= About this task =
What lines of the data hold the string "Cursor"? Copy them all.

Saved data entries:
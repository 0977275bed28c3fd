//! Manufacturer logo in the left of the border band.

use image::imageops::{self, FilterType};
use image::{DynamicImage, RgbaImage};
use std::path::{Path, PathBuf};

use crate::config::{FrameConfig, LogoConfig};
use crate::error::{FrameError, Result};
use crate::exif::ExifData;
use crate::overlay::Band;

/// Asset path for a manufacturer: `<logo_dir>/<make>.png`.
pub fn logo_path(logo_dir: &Path, make: &str) -> PathBuf {
    logo_dir.join(format!("{make}.png"))
}

/// Load the logo for the image's `Make` tag, or the fixed `logo.path`.
pub fn load_logo(logo_dir: &Path, exif: &ExifData, logo: &LogoConfig) -> Result<DynamicImage> {
    let make = exif.text("Make").unwrap_or_default();
    let (path, needs_make) = match &logo.path {
        Some(fixed) => (fixed.clone(), false),
        None => (logo_path(logo_dir, make), true),
    };

    if (needs_make && make.is_empty()) || !path.is_file() {
        return Err(FrameError::LogoNotFound {
            make: make.to_string(),
            path,
        });
    }

    log::debug!("Using logo {}", path.display());
    Ok(image::open(&path)?)
}

/// Resize `logo` to `height` pixels tall, keeping its aspect ratio.
pub fn scale_logo(logo: &DynamicImage, height: u32) -> RgbaImage {
    if height == 0 || logo.height() == 0 {
        return RgbaImage::new(0, 0);
    }
    let width = (u64::from(logo.width()) * u64::from(height) / u64::from(logo.height())) as u32;
    imageops::resize(&logo.to_rgba8(), width.max(1), height, FilterType::Lanczos3)
}

/// Paste the manufacturer logo into the band and return its scaled width.
///
/// Returns 0 without drawing when `frame.logo.enabled` is off. The logo is `logo_ratio` of the band tall, `logo_margin` pixels from the
/// left edge, and vertically centred. Transparent logo pixels keep the band
/// white.
pub fn place_logo(
    canvas: &mut RgbaImage,
    band: &Band,
    exif: &ExifData,
    logo_dir: &Path,
    frame: &FrameConfig,
) -> Result<u32> {
    if !frame.logo.enabled {
        log::debug!("Logo disabled");
        return Ok(0);
    }

    let logo = load_logo(logo_dir, exif, &frame.logo)?;
    let target = (f64::from(band.height) * frame.logo_ratio) as u32;
    let scaled = scale_logo(&logo, target);

    let x = i64::from(frame.logo_margin);
    let y = i64::from(band.top) + (i64::from(band.height) - i64::from(target)) / 2;
    imageops::overlay(canvas, &scaled, x, y);

    Ok(scaled.width())
}
use ::exif::{Context, Field, In, Reader, Value};
use std::collections::BTreeMap;
use std::io::Cursor;
use std::path::Path;

use super::tags::tag_name;

/// A single EXIF value, reduced to the first component of the field.
///
/// Multi-valued fields (ISO is stored as a SHORT array) keep only their
/// first element, which is what every caption consumer wants.
#[derive(Debug, Clone, PartialEq)]
pub enum ExifValue {
    Text(String),
    Integer(i64),
    Rational { num: u32, den: u32 },
    SignedRational { num: i32, den: i32 },
    Float(f64),
    Bytes(Vec<u8>),
}

impl ExifValue {
    /// Numeric value, if the field is a number.
    pub fn as_f64(&self) -> Option<f64> {
        match *self {
            Self::Integer(v) => Some(v as f64),
            Self::Rational { num, den } if den != 0 => Some(num as f64 / den as f64),
            Self::SignedRational { num, den } if den != 0 => Some(num as f64 / den as f64),
            Self::Float(v) => Some(v),
            Self::Text(ref s) => s.trim().parse().ok(),
            _ => None,
        }
    }

    /// Text content, if the field is an ASCII string.
    pub fn as_text(&self) -> Option<&str> {
        match self {
            Self::Text(s) => Some(s),
            _ => None,
        }
    }
}

impl std::fmt::Display for ExifValue {
    fn fmt(&self, f: &mut std::fmt::Formatter<'_>) -> std::fmt::Result {
        match self {
            Self::Text(s) => f.write_str(s),
            Self::Integer(v) => write!(f, "{v}"),
            Self::Rational { num, den } => write!(f, "{num}/{den}"),
            Self::SignedRational { num, den } => write!(f, "{num}/{den}"),
            Self::Float(v) => write!(f, "{v}"),
            Self::Bytes(b) => write!(f, "<{} bytes>", b.len()),
        }
    }
}

/// EXIF tags of the primary image, keyed by tag name.
#[derive(Debug, Clone, Default)]
pub struct ExifData {
    fields: BTreeMap<String, ExifValue>,
}

impl ExifData {
    pub fn get(&self, tag: &str) -> Option<&ExifValue> {
        self.fields.get(tag)
    }

    /// Text of a string tag, `None` when absent or blank.
    pub fn text(&self, tag: &str) -> Option<&str> {
        self.get(tag)
            .and_then(ExifValue::as_text)
            .filter(|s| !s.is_empty())
    }

    pub fn insert(&mut self, tag: impl Into<String>, value: ExifValue) {
        self.fields.insert(tag.into(), value);
    }

    pub fn is_empty(&self) -> bool {
        self.fields.is_empty()
    }

    pub fn len(&self) -> usize {
        self.fields.len()
    }

    pub fn iter(&self) -> impl Iterator<Item = (&str, &ExifValue)> {
        self.fields.iter().map(|(k, v)| (k.as_str(), v))
    }
}

impl FromIterator<(String, ExifValue)> for ExifData {
    fn from_iter<I: IntoIterator<Item = (String, ExifValue)>>(iter: I) -> Self {
        Self {
            fields: iter.into_iter().collect(),
        }
    }
}

/// Read EXIF data from an image file.
///
/// Never fails: a missing file, an image without EXIF, or a corrupt
/// block all yield empty data and a log line.
pub fn read_exif(path: &Path) -> ExifData {
    match std::fs::read(path) {
        Ok(bytes) => read_exif_from_bytes(&bytes),
        Err(e) => {
            log::warn!("Failed to read {}: {e}", path.display());
            ExifData::default()
        }
    }
}

/// Read EXIF data from an encoded image (JPEG, PNG, TIFF, WebP, HEIF).
pub fn read_exif_from_bytes(bytes: &[u8]) -> ExifData {
    let exif = match Reader::new().read_from_container(&mut Cursor::new(bytes)) {
        Ok(exif) => exif,
        Err(e) => {
            log::warn!("No EXIF data: {e}");
            return ExifData::default();
        }
    };

    exif.fields()
        .filter(|field| field.ifd_num == In::PRIMARY)
        .filter_map(|field| Some((field_name(field), convert_value(&field.value)?)))
        .collect()
}

/// Resolve a field's tag to a name, preferring the conventional table.
fn field_name(field: &Field) -> String {
    let known = match field.tag.context() {
        Context::Tiff | Context::Exif => tag_name(field.tag.number()),
        _ => None,
    };
    match known {
        Some(name) => name.to_string(),
        None => field.tag.to_string(),
    }
}

fn convert_value(value: &Value) -> Option<ExifValue> {
    match value {
        Value::Ascii(strings) => {
            let raw = strings.first()?;
            let text = String::from_utf8_lossy(raw);
            Some(ExifValue::Text(text.trim_end_matches('\0').trim().to_string()))
        }
        Value::Byte(v) => v.first().map(|&n| ExifValue::Integer(n.into())),
        Value::Short(v) => v.first().map(|&n| ExifValue::Integer(n.into())),
        Value::Long(v) => v.first().map(|&n| ExifValue::Integer(n.into())),
        Value::SByte(v) => v.first().map(|&n| ExifValue::Integer(n.into())),
        Value::SShort(v) => v.first().map(|&n| ExifValue::Integer(n.into())),
        Value::SLong(v) => v.first().map(|&n| ExifValue::Integer(n.into())),
        Value::Rational(v) => v.first().map(|r| ExifValue::Rational {
            num: r.num,
            den: r.denom,
        }),
        Value::SRational(v) => v.first().map(|r| ExifValue::SignedRational {
            num: r.num,
            den: r.denom,
        }),
        Value::Float(v) => v.first().map(|&n| ExifValue::Float(n.into())),
        Value::Double(v) => v.first().map(|&n| ExifValue::Float(n)),
        Value::Undefined(bytes, _) => Some(ExifValue::Bytes(bytes.clone())),
        Value::Unknown(..) => None,
    }
}
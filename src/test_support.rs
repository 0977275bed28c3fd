//! Fixture builders shared by the unit tests.

use ::exif::experimental::Writer;
use ::exif::{Field, In, Rational, Tag, Value};
use image::{DynamicImage, ImageFormat, Rgb, RgbImage, Rgba, RgbaImage};
use img_parts::jpeg::Jpeg;
use img_parts::png::Png;
use img_parts::{Bytes, ImageEXIF};
use std::io::Cursor;
use std::path::Path;

pub fn ascii(tag: Tag, s: &str) -> Field {
    Field {
        tag,
        ifd_num: In::PRIMARY,
        value: Value::Ascii(vec![s.as_bytes().to_vec()]),
    }
}

pub fn rational(tag: Tag, num: u32, denom: u32) -> Field {
    Field {
        tag,
        ifd_num: In::PRIMARY,
        value: Value::Rational(vec![Rational { num, denom }]),
    }
}

pub fn short(tag: Tag, v: u16) -> Field {
    Field {
        tag,
        ifd_num: In::PRIMARY,
        value: Value::Short(vec![v]),
    }
}

/// The fields of a typical camera JPEG.
pub fn camera_fields(make: &str) -> Vec<Field> {
    vec![
        ascii(Tag::Make, make),
        ascii(Tag::Model, "DC-S5M2"),
        rational(Tag::FocalLength, 35, 1),
        rational(Tag::FNumber, 18, 10),
        rational(Tag::ExposureTime, 4, 1000),
        short(Tag::PhotographicSensitivity, 400),
        ascii(Tag::DateTimeOriginal, "2023:07:04 10:15:30"),
        ascii(Tag::LensModel, "LUMIX S 35/F1.8"),
    ]
}

/// Serialize fields into a TIFF-structured EXIF block.
pub fn exif_block(fields: &[Field]) -> Vec<u8> {
    let mut writer = Writer::new();
    for field in fields {
        writer.push_field(field);
    }
    let mut buf = Cursor::new(Vec::new());
    writer.write(&mut buf, false).unwrap();
    buf.into_inner()
}

pub fn gradient(width: u32, height: u32) -> RgbImage {
    RgbImage::from_fn(width, height, |x, y| {
        Rgb([(x % 256) as u8, (y % 256) as u8, ((x + y) % 256) as u8])
    })
}

fn encode(img: &RgbImage, format: ImageFormat) -> Vec<u8> {
    let mut out = Cursor::new(Vec::new());
    DynamicImage::ImageRgb8(img.clone())
        .write_to(&mut out, format)
        .unwrap();
    out.into_inner()
}

pub fn plain_jpeg(width: u32, height: u32) -> Vec<u8> {
    encode(&gradient(width, height), ImageFormat::Jpeg)
}

pub fn jpeg_with_exif(width: u32, height: u32, fields: &[Field]) -> Vec<u8> {
    let bytes = encode(&gradient(width, height), ImageFormat::Jpeg);
    let mut jpeg = Jpeg::from_bytes(Bytes::from(bytes)).unwrap();
    jpeg.set_exif(Some(Bytes::from(exif_block(fields))));
    jpeg.encoder().bytes().to_vec()
}

pub fn png_with_exif(width: u32, height: u32, fields: &[Field]) -> Vec<u8> {
    let bytes = encode(&gradient(width, height), ImageFormat::Png);
    let mut png = Png::from_bytes(Bytes::from(bytes)).unwrap();
    png.set_exif(Some(Bytes::from(exif_block(fields))));
    png.encoder().bytes().to_vec()
}

/// Write a solid logo PNG into `dir` as `<make>.png`.
pub fn write_logo(dir: &Path, make: &str, width: u32, height: u32) {
    std::fs::create_dir_all(dir).unwrap();
    RgbaImage::from_pixel(width, height, Rgba([200, 0, 0, 255]))
        .save(dir.join(format!("{make}.png")))
        .unwrap();
}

= Solution for this exercise =
use std::io::Cursor;
    let exif = match Reader::new().read_from_container(&mut Cursor::new(bytes)) {
use std::io::Cursor;
    let mut buf = Cursor::new(Vec::new());
    let mut out = Cursor::new(Vec::new());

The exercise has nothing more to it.